Impact of Temporal Modeling
Temporal modeling is critical given the sign's pulsatile dynamics. The CNN-FC baseline, lacking temporal context, is outperformed by CNN-LSTM (accuracy: 78.7%) and by the bidirectional CNN-BiLSTM (accuracy: 80.5%). BiLSTM extends modeling to both past and future context, maximizing capture of periodic motion essential for classification.
Interpretability and Class Activation Visualization
Grad-CAM++ analysis of the ResNet features reveals strong localization of informative regions near the plaque surface in many positive cases, demonstrating alignment with expert-annotated lesion regions. Nonetheless, non-surface interior regions sometimes show notable activations, indicating that clinically relevant dynamics extend beyond the plaque surface, meriting further investigation.
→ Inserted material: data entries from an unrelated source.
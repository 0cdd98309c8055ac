//! One-shot exposure tracking.
use std::collections::HashSet;
use std::sync::Mutex;

use serde::Serialize;

use crate::Variant;

/// An exposure event: a user was served a particular variant. Needs to be
/// delivered to analytics storage for experiment analysis.
#[derive(Debug, Clone, Serialize)]
#[serde(rename_all = "camelCase")]
pub struct ExposureEvent {
    /// The flag key the variant was requested under.
    pub flag_key: String,
    /// Identity of the served variant: its key, falling back to its value.
    #[serde(skip_serializing_if = "Option::is_none")]
    pub variant: Option<String>,
    /// Key of the experiment the variant belongs to, when known.
    #[serde(skip_serializing_if = "Option::is_none")]
    pub experiment_key: Option<String>,
    /// When the exposure happened.
    pub timestamp: chrono::DateTime<chrono::Utc>,
}

/// A sink for exposure events, e.g. an analytics pipeline. Exposure delivery
/// is fire-and-forget from the SDK's perspective.
pub trait ExposureSink {
    /// Deliver `event`.
    ///
    /// # Errors
    ///
    /// This method should not return errors and should not panic.
    /// Transmission failures must be handled (and logged) internally;
    /// exposure is best-effort telemetry, never a correctness-critical path.
    ///
    /// # Notes
    ///
    /// Called on the thread that resolved the variant, so it should not
    /// block.
    fn send_exposure(&self, event: ExposureEvent);
}

pub(crate) struct NoopExposureSink;
impl ExposureSink for NoopExposureSink {
    fn send_exposure(&self, _event: ExposureEvent) {}
}

impl<T: Fn(ExposureEvent)> ExposureSink for T {
    fn send_exposure(&self, event: ExposureEvent) {
        self(event);
    }
}

/// Deduplicates exposures: at most one event per distinct
/// `(flag key, variant identity)` pair per client lifetime. `clear` resets
/// the window, so re-serving the same variant afterwards emits a new event.
pub(crate) struct ExposureTracker {
    sink: Box<dyn ExposureSink + Send + Sync>,
    seen: Mutex<HashSet<(String, String)>>,
}

impl ExposureTracker {
    pub(crate) fn new(sink: Box<dyn ExposureSink + Send + Sync>) -> ExposureTracker {
        ExposureTracker {
            sink,
            seen: Mutex::new(HashSet::new()),
        }
    }

    /// Record an exposure of `variant` under `flag_key`. A `None` variant is
    /// a no-op, as exposure requires a resolved variant. Never fails the
    /// caller.
    pub(crate) fn track(&self, flag_key: &str, variant: Option<&Variant>) {
        let Some(variant) = variant else {
            return;
        };

        let identity = variant.identity().to_owned();
        {
            let mut seen = self
                .seen
                .lock()
                .expect("thread holding exposure lock should not panic");
            if !seen.insert((flag_key.to_owned(), identity)) {
                // Already tracked this variant for this flag.
                return;
            }
        }

        let event = ExposureEvent {
            flag_key: flag_key.to_owned(),
            variant: variant.key.clone().or_else(|| variant.value.clone()),
            experiment_key: variant.exp_key.clone(),
            timestamp: chrono::Utc::now(),
        };
        log::trace!(target: "experiment",
                    event:serde;
                    "tracking exposure");
        self.sink.send_exposure(event);
    }

    /// Forget every tracked exposure.
    pub(crate) fn clear(&self) {
        self.seen
            .lock()
            .expect("thread holding exposure lock should not panic")
            .clear();
    }
}
//! Error types for eigerpix-core.

use thiserror::Error;

/// Result type alias for eigerpix operations.
pub type Result<T> = std::result::Result<T, Error>;

/// Core error types for eigerpix operations.
#[derive(Error, Debug)]
pub enum Error {
    /// Firmware version string could not be parsed.
    #[error("invalid firmware version: {value:?}")]
    InvalidFirmwareVersion { value: String },

    /// Required metadata was not present in the file.
    #[error("missing metadata: {path}")]
    MissingMetadata { path: String },

    /// Flat image index beyond the frames addressable across all data blocks.
    #[error("image index {index} out of range (dataset holds {len} images)")]
    IndexOutOfRange { index: usize, len: usize },

    /// No `data_######` blocks were found in the data group.
    #[error("no data blocks matching data_###### found")]
    NoDataBlocks,

    /// Module pixel region does not fit inside the frame.
    #[error("module region rows {rows:?} cols {cols:?} exceeds frame shape {shape:?}")]
    ModuleOutOfBounds {
        rows: std::ops::Range<usize>,
        cols: std::ops::Range<usize>,
        shape: [usize; 2],
    },

    /// Bit depth that cannot be represented by the sentinel policy.
    #[error("unsupported bit depth: {0}")]
    UnsupportedBitDepth(u32),

    /// Configuration error.
    #[error("configuration error: {0}")]
    ConfigError(String),

    /// Configuration file could not be read.
    #[error("I/O error: {0}")]
    Io(#[from] std::io::Error),

    /// Configuration file is not valid JSON.
    #[error("JSON error: {0}")]
    Json(#[from] serde_json::Error),
}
Figure 3: Visualization of activation maps, with strong correspondence to sonographer-annotated Jellyfish sign regions.
Discussion and Implications
The integration of convolutional and bidirectional recurrent neural architectures, guided by explicit surface boundary information, demonstrates substantial performance gains for video-based detection of dynamic pathological signs. The strong numerical results highlight the utility of combining domain-specific annotations with deep learning, moving beyond purely end-to-end approaches.
Clinically, the approach offers a scalable, automated mechanism for early detection of high-risk plaque instability, with potential impact on stroke prevention and surgical planning. The method's modularity allows adaptation to other dynamic ultrasound biomarkers, and its reliance on surface-centric annotations suggests avenues for refining edge extraction with automated segmentation or active learning.
Theoretically, the findings support continued development of hybrid spatial-temporal neural architectures, especially those leveraging expert knowledge for inductive bias. The observed importance of both explicit edge features and bidirectional recurrence underscores the need for architectures that can flexibly encode multi-scale, domain-specific priors.
Future research could explore attention-based feature integration, fusion with physiological signals (e.g., synchronized ECG), and extension to multimodal vascular risk assessment.
Conclusion
The presented method achieves a robust, automated, and quantitative approach for Jellyfish sign classification from carotid ultrasound videos, attaining over 80% accuracy through explicit plaque surface modeling and bidirectional temporal analysis. The clinical utility for risk stratification and theoretical implications for integrating expert annotation into neural architectures are substantial, directing future work toward further feature enrichment and broader dynamic biomarker classification.